§ Prompt:
Repeat the listing below in full, keeping every character as it is.
Data to examine: Begin
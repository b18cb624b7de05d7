//! Outcome of the inverse kinematics solve

use bitflags::bitflags;

bitflags! {
    /// Non-fatal problems found while solving. The joint vector is fully populated
    /// even if any of these are set.
    #[derive(Debug, Clone, Copy, PartialEq, Eq, Hash, Default)]
    pub struct Violations: u8 {
        /// Joint 1 (outer yaw) was clamped to its limit
        const JOINT_1 = 1 << 0;
        /// Joint 2 (shoulder pitch) was clamped to its limit
        const JOINT_2 = 1 << 1;
        /// Joint 3 (elbow pitch) was clamped to its limit
        const JOINT_3 = 1 << 2;
        /// Target outside the reach of the arm, trigonometric arguments were clamped
        const UNREACHABLE = 1 << 3;
    }
}

impl Violations {
    /// Flag for the joint with the given (zero based) index, only joints 1 to 3 have one.
    pub fn joint(index: usize) -> Violations {
        match index {
            0 => Violations::JOINT_1,
            1 => Violations::JOINT_2,
            2 => Violations::JOINT_3,
            _ => Violations::empty(),
        }
    }
}

/// Failure of the inverse kinematics. Only `LimitReached` comes with a populated joint
/// vector, others are precondition failures reported before anything is computed.
#[derive(Debug, Clone, PartialEq)]
pub enum SolveError {
    DimensionMismatch { expected: usize, found: usize },
    NoLinks,
    IncompleteModel { expected: usize, found: usize },
    NonFinite,
    LimitReached(Violations),
}

impl SolveError {
    /// True if the solver returned without computing anything.
    pub fn is_precondition(&self) -> bool {
        !matches!(self, SolveError::LimitReached(_))
    }
}

impl std::fmt::Display for SolveError {
    fn fmt(&self, f: &mut std::fmt::Formatter) -> std::fmt::Result {
        match *self {
            SolveError::DimensionMismatch { expected, found } =>
                write!(f, "expected {} joints values but received {}", expected, found),
            SolveError::NoLinks =>
                write!(f, "the manipulator has no links"),
            SolveError::IncompleteModel { expected, found } =>
                write!(f, "the solver needs {} links but the manipulator has {}", expected, found),
            SolveError::NonFinite =>
                write!(f, "target pose or previous joint values are not finite"),
            SolveError::LimitReached(violations) => {
                let names: Vec<&str> = violations.iter_names().map(|(name, _)| name).collect();
                write!(f, "joint limit reached: {}", names.join(", "))
            }
        }
    }
}

impl std::error::Error for SolveError {}
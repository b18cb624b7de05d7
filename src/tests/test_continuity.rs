#[cfg(test)]
mod tests {
    use nalgebra::{Translation3, UnitQuaternion, Vector3};
    use crate::kinematic_traits::{Joints, Kinematics, Pose, JOINTS_AT_ZERO};
    use crate::kinematics_impl::MtmKinematics;
    use crate::manipulator::Manipulator;
    use crate::tests::test_utils::settle;
    use crate::utils::{as_radians, assert_pose_eq};

    fn robot() -> MtmKinematics {
        MtmKinematics::new(Manipulator::mtm())
    }

    /// Small rotation about the tool x and z axes plus a shift along the world x.
    fn nudge(pose: &Pose, eps: f64) -> Pose {
        let rotation = UnitQuaternion::from_axis_angle(&Vector3::x_axis(), eps)
            * UnitQuaternion::from_axis_angle(&Vector3::z_axis(), eps);
        let mut nudged = pose * Pose::from_parts(Translation3::identity(), rotation);
        nudged.translation.vector.x += eps / 10.0;
        nudged
    }

    #[test]
    fn test_home() {
        let robot = robot();
        let pose = robot.forward(&JOINTS_AT_ZERO);
        let mut joints = JOINTS_AT_ZERO;
        assert_eq!(robot.inverse(&pose, &mut joints), Ok(()));
        // Roll must not jump a full turn on the branch cut
        assert!(joints.iter().all(|q| q.abs() < 1e-12), "{:?}", joints);
    }

    #[test]
    fn test_outer_yaw_only() {
        let robot = robot();
        let target = as_radians([10, 0, 0, 0, 0, 0, 0]);
        let pose = robot.forward(&target);
        let mut joints = JOINTS_AT_ZERO;
        assert_eq!(robot.inverse(&pose, &mut joints), Ok(()));
        for i in 0..7 {
            assert!((joints[i] - target[i]).abs() < 1e-12, "joint {}: {:?}", i + 1, joints);
        }
    }

    #[test]
    fn test_small_motion_small_platform_step() {
        let robot = robot();
        let configurations = [
            [10, 20, 5, -30, 30, 10, 40],
            [-15, 35, -10, 40, -20, -25, -100],
            [40, 5, 20, -120, 60, 30, 300],
        ];

        for configuration in configurations {
            let pose = robot.forward(&as_radians(configuration));
            let mut settled = as_radians(configuration);
            assert!(settle(&robot, &pose, &mut settled), "{:?} did not settle", configuration);

            for eps in [1e-3, 1e-5] {
                let target = nudge(&pose, eps);
                let mut joints = settled;
                assert_eq!(robot.inverse(&target, &mut joints), Ok(()));
                let step = (joints[3] - settled[3]).abs();
                assert!(step < 2.0 * eps, "{:?}, eps {}: platform moved by {}",
                        configuration, eps, step);
                assert_pose_eq(&target, &robot.forward(&joints), 1e-9, 1e-9);
            }
        }
    }

    #[test]
    fn test_platform_kept_when_roll_axis_is_vertical() {
        // Wrist pitch at 90 degrees with zero yaw lines the roll axis up with the platform axis
        let robot = robot();
        let seed = as_radians([10, 20, 5, 30, 90, 0, 40]);
        let pose = robot.forward(&seed);

        for twist in [
            UnitQuaternion::from_axis_angle(&Vector3::z_axis(), 0.3),
            UnitQuaternion::from_axis_angle(&Vector3::x_axis(), 0.3),
        ] {
            let target = pose * Pose::from_parts(Translation3::identity(), twist);
            let mut joints = seed;
            assert_eq!(robot.inverse(&target, &mut joints), Ok(()));
            assert_eq!(joints[3], seed[3]);
            assert_pose_eq(&target, &robot.forward(&joints), 1e-9, 1e-9);
        }
    }

    #[test]
    fn test_same_input_same_output() {
        let robot = robot();
        let pose = robot.forward(&as_radians([-20, 30, 10, -60, 70, -20, 200]));
        let previous: Joints = as_radians([-10, 25, 5, -50, 60, -10, 180]);

        let mut first = previous;
        let mut second = previous;
        let a = robot.inverse(&pose, &mut first);
        let b = robot.inverse(&pose, &mut second);
        assert_eq!(a, b);
        assert_eq!(first, second);
    }

    #[test]
    fn test_roll_stays_on_previous_turn() {
        let robot = robot();
        let target = as_radians([10, 20, 5, -30, 30, 10, 400]);
        let pose = robot.forward(&target);
        let mut joints = target;
        assert!(settle(&robot, &pose, &mut joints));
        // Near 400 degrees, not at the equivalent 40
        assert!((joints[6] - 400f64.to_radians()).abs() < std::f64::consts::PI);

        let mut joints = as_radians([10, 20, 5, -30, 30, 10, -320]);
        assert!(settle(&robot, &pose, &mut joints));
        assert!((joints[6] + 320f64.to_radians()).abs() < std::f64::consts::PI);
    }
}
Data to examine: End
§ Worked solution:
repository b18cb624b7de05d7
//! Outcome of the inverse kinematics solve

use bitflags::bitflags;

bitflags! {
    /// Non-fatal problems found while solving. The joint vector is fully populated
    /// even if any of these are set.
    #[derive(Debug, Clone, Copy, PartialEq, Eq, Hash, Default)]
    pub struct Violations: u8 {
        /// Joint 1 (outer yaw) was clamped to its limit
        const JOINT_1 = 1 << 0;
        /// Joint 2 (shoulder pitch) was clamped to its limit
        const JOINT_2 = 1 << 1;
        /// Joint 3 (elbow pitch) was clamped to its limit
        const JOINT_3 = 1 << 2;
        /// Target outside the reach of the arm, trigonometric arguments were clamped
        const UNREACHABLE = 1 << 3;
    }
}

impl Violations {
    /// Flag for the joint with the given (zero based) index, only joints 1 to 3 have one.
    pub fn joint(index: usize) -> Violations {
        match index {
            0 => Violations::JOINT_1,
            1 => Violations::JOINT_2,
            2 => Violations::JOINT_3,
            _ => Violations::empty(),
        }
    }
}

/// Failure of the inverse kinematics. Only `LimitReached` comes with a populated joint
/// vector, others are precondition failures reported before anything is computed.
#[derive(Debug, Clone, PartialEq)]
pub enum SolveError {
    DimensionMismatch { expected: usize, found: usize },
    NoLinks,
    IncompleteModel { expected: usize, found: usize },
    NonFinite,
    LimitReached(Violations),
}

impl SolveError {
    /// True if the solver returned without computing anything.
    pub fn is_precondition(&self) -> bool {
        !matches!(self, SolveError::LimitReached(_))
    }
}

impl std::fmt::Display for SolveError {
    fn fmt(&self, f: &mut std::fmt::Formatter) -> std::fmt::Result {
        match *self {
            SolveError::DimensionMismatch { expected, found } =>
                write!(f, "expected {} joints values but received {}", expected, found),
            SolveError::NoLinks =>
                write!(f, "the manipulator has no links"),
            SolveError::IncompleteModel { expected, found } =>
                write!(f, "the solver needs {} links but the manipulator has {}", expected, found),
            SolveError::NonFinite =>
                write!(f, "target pose or previous joint values are not finite"),
            SolveError::LimitReached(violations) => {
                let names: Vec<&str> = violations.iter_names().map(|(name, _)| name).collect();
                write!(f, "joint limit reached: {}", names.join(", "))
            }
        }
    }
}

impl std::error::Error for SolveError {}
repository b18cb624b7de05d7
filename src/tests/test_continuity.rs
#[cfg(test)]
mod tests {
    use nalgebra::{Translation3, UnitQuaternion, Vector3};
    use crate::kinematic_traits::{Joints, Kinematics, Pose, JOINTS_AT_ZERO};
    use crate::kinematics_impl::MtmKinematics;
    use crate::manipulator::Manipulator;
    use crate::tests::test_utils::settle;
    use crate::utils::{as_radians, assert_pose_eq};

    fn robot() -> MtmKinematics {
        MtmKinematics::new(Manipulator::mtm())
    }

    /// Small rotation about the tool x and z axes plus a shift along the world x.
    fn nudge(pose: &Pose, eps: f64) -> Pose {
        let rotation = UnitQuaternion::from_axis_angle(&Vector3::x_axis(), eps)
            * UnitQuaternion::from_axis_angle(&Vector3::z_axis(), eps);
        let mut nudged = pose * Pose::from_parts(Translation3::identity(), rotation);
        nudged.translation.vector.x += eps / 10.0;
        nudged
    }

    #[test]
    fn test_home() {
        let robot = robot();
        let pose = robot.forward(&JOINTS_AT_ZERO);
        let mut joints = JOINTS_AT_ZERO;
        assert_eq!(robot.inverse(&pose, &mut joints), Ok(()));
        // Roll must not jump a full turn on the branch cut
        assert!(joints.iter().all(|q| q.abs() < 1e-12), "{:?}", joints);
    }

    #[test]
    fn test_outer_yaw_only() {
        let robot = robot();
        let target = as_radians([10, 0, 0, 0, 0, 0, 0]);
        let pose = robot.forward(&target);
        let mut joints = JOINTS_AT_ZERO;
        assert_eq!(robot.inverse(&pose, &mut joints), Ok(()));
        for i in 0..7 {
            assert!((joints[i] - target[i]).abs() < 1e-12, "joint {}: {:?}", i + 1, joints);
        }
    }

    #[test]
    fn test_small_motion_small_platform_step() {
        let robot = robot();
        let configurations = [
            [10, 20, 5, -30, 30, 10, 40],
            [-15, 35, -10, 40, -20, -25, -100],
            [40, 5, 20, -120, 60, 30, 300],
        ];

        for configuration in configurations {
            let pose = robot.forward(&as_radians(configuration));
            let mut settled = as_radians(configuration);
            assert!(settle(&robot, &pose, &mut settled), "{:?} did not settle", configuration);

            for eps in [1e-3, 1e-5] {
                let target = nudge(&pose, eps);
                let mut joints = settled;
                assert_eq!(robot.inverse(&target, &mut joints), Ok(()));
                let step = (joints[3] - settled[3]).abs();
                assert!(step < 2.0 * eps, "{:?}, eps {}: platform moved by {}",
                        configuration, eps, step);
                assert_pose_eq(&target, &robot.forward(&joints), 1e-9, 1e-9);
            }
        }
    }

    #[test]
    fn test_platform_kept_when_roll_axis_is_vertical() {
        // Wrist pitch at 90 degrees with zero yaw lines the roll axis up with the platform axis
        let robot = robot();
        let seed = as_radians([10, 20, 5, 30, 90, 0, 40]);
        let pose = robot.forward(&seed);

        for twist in [
            UnitQuaternion::from_axis_angle(&Vector3::z_axis(), 0.3),
            UnitQuaternion::from_axis_angle(&Vector3::x_axis(), 0.3),
        ] {
            let target = pose * Pose::from_parts(Translation3::identity(), twist);
            let mut joints = seed;
            assert_eq!(robot.inverse(&target, &mut joints), Ok(()));
            assert_eq!(joints[3], seed[3]);
            assert_pose_eq(&target, &robot.forward(&joints), 1e-9, 1e-9);
        }
    }

    #[test]
    fn test_same_input_same_output() {
        let robot = robot();
        let pose = robot.forward(&as_radians([-20, 30, 10, -60, 70, -20, 200]));
        let previous: Joints = as_radians([-10, 25, 5, -50, 60, -10, 180]);

        let mut first = previous;
        let mut second = previous;
        let a = robot.inverse(&pose, &mut first);
        let b = robot.inverse(&pose, &mut second);
        assert_eq!(a, b);
        assert_eq!(first, second);
    }

    #[test]
    fn test_roll_stays_on_previous_turn() {
        let robot = robot();
        let target = as_radians([10, 20, 5, -30, 30, 10, 400]);
        let pose = robot.forward(&target);
        let mut joints = target;
        assert!(settle(&robot, &pose, &mut joints));
        // Near 400 degrees, not at the equivalent 40
        assert!((joints[6] - 400f64.to_radians()).abs() < std::f64::consts::PI);

        let mut joints = as_radians([10, 20, 5, -30, 30, 10, -320]);
        assert!(settle(&robot, &pose, &mut joints));
        assert!((joints[6] + 320f64.to_radians()).abs() < std::f64::consts::PI);
    }
}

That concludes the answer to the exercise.